MYRTLE BEACH, S.C. (WBTW) — Much sought-after N95 masks have arrived on the Grand Strand, but tracking down one of the free face coverings is like going on a scavenger hunt.

The Biden administration recently announced that pharmacy chains and some health centers would be getting 400 million N95 masks to help in the ongoing fight against COVID-19. Individuals would be provided three of the masks at no cost.

News13 followed up with Kroger in the Myrtle Beach area after hearing from several viewers who said the masks were not available on Thursday when they were expected to be delivered. A store associate in Carolina Forest said that store got about 5,000 masks Monday night.

“I was very disappointed because I was looking forward to being able to pick some up,” Jeanette Mikesh, a Kroger customer said.

Walgreens also has not had masks immediately available. and signs on the doors at some stores say “government-provided masks are not available at this location.”

Walgreens issued the following statement about mask deliveries:

“We are pleased to partner with the Administration to make N95 masks in varying sizes available free of charge at participating Walgreens locations while supplies last. Masks have begun to roll out to the first wave of stores and will continue to roll out into additional stores in the coming days and weeks. We anticipate all participating stores will receive supply by mid-February.”

In addition to in-store signage indicating store participation in the federal program, Walgreens said it will update its store-locator list as new shipments arrive in stores

News13 called several CVS stores to check on availability. Only the pharmacy on Church Street in Conway had a limited supply Tuesday afternoon.

Store associates at Kroger in North Myrtle Beach told News13 on Tuesday that they were expecting a delivery of N95 masks on Wednesday. Deliveries of the masks are expected in the coming days or even weeks at CVS and Walgreens.

“N95 is the highest level of protection,” Ann North, the director of infection prevention and control at MUSC’s Florence division said.

“N95 is a particulate respirator that actually filters germs from being breathed in or your germs from breathing out,” she said, adding that N95 masks have the best filter that prevents some of the smallest viral particles from getting inside. “Other masks that maybe [don’t] have that same filtration capability [and] would not be able to filter out particle that was that small. So, it’s really the filtration of the mask.”
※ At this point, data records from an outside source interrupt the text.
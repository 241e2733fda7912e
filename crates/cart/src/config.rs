//! Cart sync configuration loaded from environment variables.
//!
//! # Environment Variables
//!
//! ## Required
//! - `CART_SERVER_URL` - Base URL of the CMS backend (e.g., <https://shop.example.com>)
//!
//! ## Optional
//! - `CART_API_TOKEN` - API token for the current user (sent as `Authorization: JWT ...`)
//! - `CART_DEBOUNCE_MS` - Persistence quiescence window in milliseconds (default: 1000)
//! - `CART_STORAGE_DIR` - Directory for the local cart draft (default: .cartsync)
//! - `CART_PRODUCT_CACHE_TTL_SECS` - Product snapshot cache TTL (default: 300)
//! - `SENTRY_DSN` - Sentry error tracking DSN

use std::collections::HashMap;
use std::path::PathBuf;
use std::time::Duration;

use secrecy::SecretString;
use thiserror::Error;
use url::Url;

const MIN_ENTROPY_BITS_PER_CHAR: f64 = 3.3;

/// Default persistence quiescence window in milliseconds.
pub const DEFAULT_DEBOUNCE_MS: u64 = 1000;

/// Configuration errors that can occur during loading.
#[derive(Debug, Error)]
pub enum ConfigError {
    #[error("Missing environment variable: {0}")]
    MissingEnvVar(String),
    #[error("Invalid environment variable {0}: {1}")]
    InvalidEnvVar(String, String),
    #[error("Insecure secret in {0}: {1}")]
    InsecureSecret(String, String),
}

/// Cart sync configuration.
#[derive(Debug, Clone)]
pub struct CartConfig {
    /// CMS backend connection settings
    pub server: ServerConfig,
    /// Persistence debounce window
    pub debounce: Duration,
    /// Directory holding the local cart draft
    pub storage_dir: PathBuf,
    /// Sentry DSN for error tracking
    pub sentry_dsn: Option<String>,
}

/// CMS backend connection settings.
///
/// Implements `Debug` manually to redact the API token.
#[derive(Clone)]
pub struct ServerConfig {
    /// Base URL of the backend
    pub base_url: Url,
    /// Token of the signed-in user, if any
    pub api_token: Option<SecretString>,
    /// How long fetched product snapshots stay cached
    pub product_cache_ttl: Duration,
}

impl std::fmt::Debug for ServerConfig {
    fn fmt(&self, f: &mut std::fmt::Formatter<'_>) -> std::fmt::Result {
        f.debug_struct("ServerConfig")
            .field("base_url", &self.base_url.as_str())
            .field(
                "api_token",
                &self.api_token.as_ref().map(|_| "[REDACTED]"),
            )
            .field("product_cache_ttl", &self.product_cache_ttl)
            .finish()
    }
}

impl CartConfig {
    /// Load configuration from environment variables.
    ///
    /// Calls `dotenvy::dotenv()` to load from `.env` file if present.
    ///
    /// # Errors
    ///
    /// Returns `ConfigError` if required variables are missing, invalid, or
    /// if the API token fails validation (placeholder detection, entropy check).
    pub fn from_env() -> Result<Self, ConfigError> {
        // Load .env file if present (ignore errors if not found)
        let _ = dotenvy::dotenv();

        let server = ServerConfig::from_env()?;
        let debounce_ms = parse_env_or_default("CART_DEBOUNCE_MS", DEFAULT_DEBOUNCE_MS)?;
        let debounce = Duration::from_millis(debounce_ms);
        let storage_dir = PathBuf::from(get_env_or_default("CART_STORAGE_DIR", ".cartsync"));
        let sentry_dsn = get_optional_env("SENTRY_DSN");

        Ok(Self {
            server,
            debounce,
            storage_dir,
            sentry_dsn,
        })
    }
}

impl ServerConfig {
    fn from_env() -> Result<Self, ConfigError> {
        let base_url = parse_base_url("CART_SERVER_URL", &get_required_env("CART_SERVER_URL")?)?;
        let api_token = get_optional_env("CART_API_TOKEN")
            .map(|token| {
                validate_token_entropy(&token, "CART_API_TOKEN")?;
                Ok(SecretString::from(token))
            })
            .transpose()?;
        let product_cache_ttl =
            Duration::from_secs(parse_env_or_default("CART_PRODUCT_CACHE_TTL_SECS", 300)?);

        Ok(Self {
            base_url,
            api_token,
            product_cache_ttl,
        })
    }
}

// =============================================================================
// Helper Functions
// =============================================================================

/// Get a required environment variable.
fn get_required_env(key: &str) -> Result<String, ConfigError> {
    std::env::var(key).map_err(|_| ConfigError::MissingEnvVar(key.to_string()))
}

/// Get an optional environment variable. Empty values count as unset.
fn get_optional_env(key: &str) -> Option<String> {
    std::env::var(key).ok().filter(|v| !v.trim().is_empty())
}

/// Get an environment variable with a default value.
fn get_env_or_default(key: &str, default: &str) -> String {
    std::env::var(key).unwrap_or_else(|_| default.to_string())
}

/// Parse a numeric environment variable, falling back to a default when unset.
fn parse_env_or_default(key: &str, default: u64) -> Result<u64, ConfigError> {
    get_optional_env(key).map_or(Ok(default), |raw| {
        raw.trim()
            .parse::<u64>()
            .map_err(|e| ConfigError::InvalidEnvVar(key.to_string(), e.to_string()))
    })
}

/// Parse and check a backend base URL.
fn parse_base_url(key: &str, raw: &str) -> Result<Url, ConfigError> {
    let url = Url::parse(raw)
        .map_err(|e| ConfigError::InvalidEnvVar(key.to_string(), e.to_string()))?;

    if !matches!(url.scheme(), "http" | "https") {
        return Err(ConfigError::InvalidEnvVar(
            key.to_string(),
            format!("unsupported scheme '{}'", url.scheme()),
        ));
    }
    if url.host_str().is_none() {
        return Err(ConfigError::InvalidEnvVar(
            key.to_string(),
            "URL must have a host".to_string(),
        ));
    }
    Ok(url)
}

/// Calculate Shannon entropy in bits per character.
fn shannon_entropy(s: &str) -> f64 {
    if s.is_empty() {
        return 0.0;
    }

    let mut freq: HashMap<char, usize> = HashMap::new();
    for c in s.chars() {
        *freq.entry(c).or_insert(0) += 1;
    }

    #[allow(clippy::cast_precision_loss)] // String length will never exceed f64 precision
    let len = s.len() as f64;
    freq.values()
        .map(|&count| {
            #[allow(clippy::cast_precision_loss)] // Character count will never exceed f64 precision
            let p = count as f64 / len;
            -p * p.log2()
        })
        .sum()
}

/// Reject tokens whose entropy is too low to have been issued by the backend.
///
/// The token's text is not otherwise inspected; an issued JWT may contain
/// any substring.
fn validate_token_entropy(token: &str, var_name: &str) -> Result<(), ConfigError> {
    let entropy = shannon_entropy(token);
    if entropy < MIN_ENTROPY_BITS_PER_CHAR {
        return Err(ConfigError::InsecureSecret(
            var_name.to_string(),
            format!(
                "entropy too low ({entropy:.2} bits/char, need >= {MIN_ENTROPY_BITS_PER_CHAR:.1}). Use the token issued by the backend."
            ),
        ));
    }

    Ok(())
}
As omicron and its subvariant continue to be super-spreaders, North said N95 masks offer the best protection because of their filter. They also have a longer shelf life compared with other masks until they get wet or contaminated.

“If there’s dampness or any kind of contamination – if you sneeze into the mask or something and it becomes contaminated, then you throw it away,” North said. “The N95’s can be used and reused for some time until that moisture factor is in play.”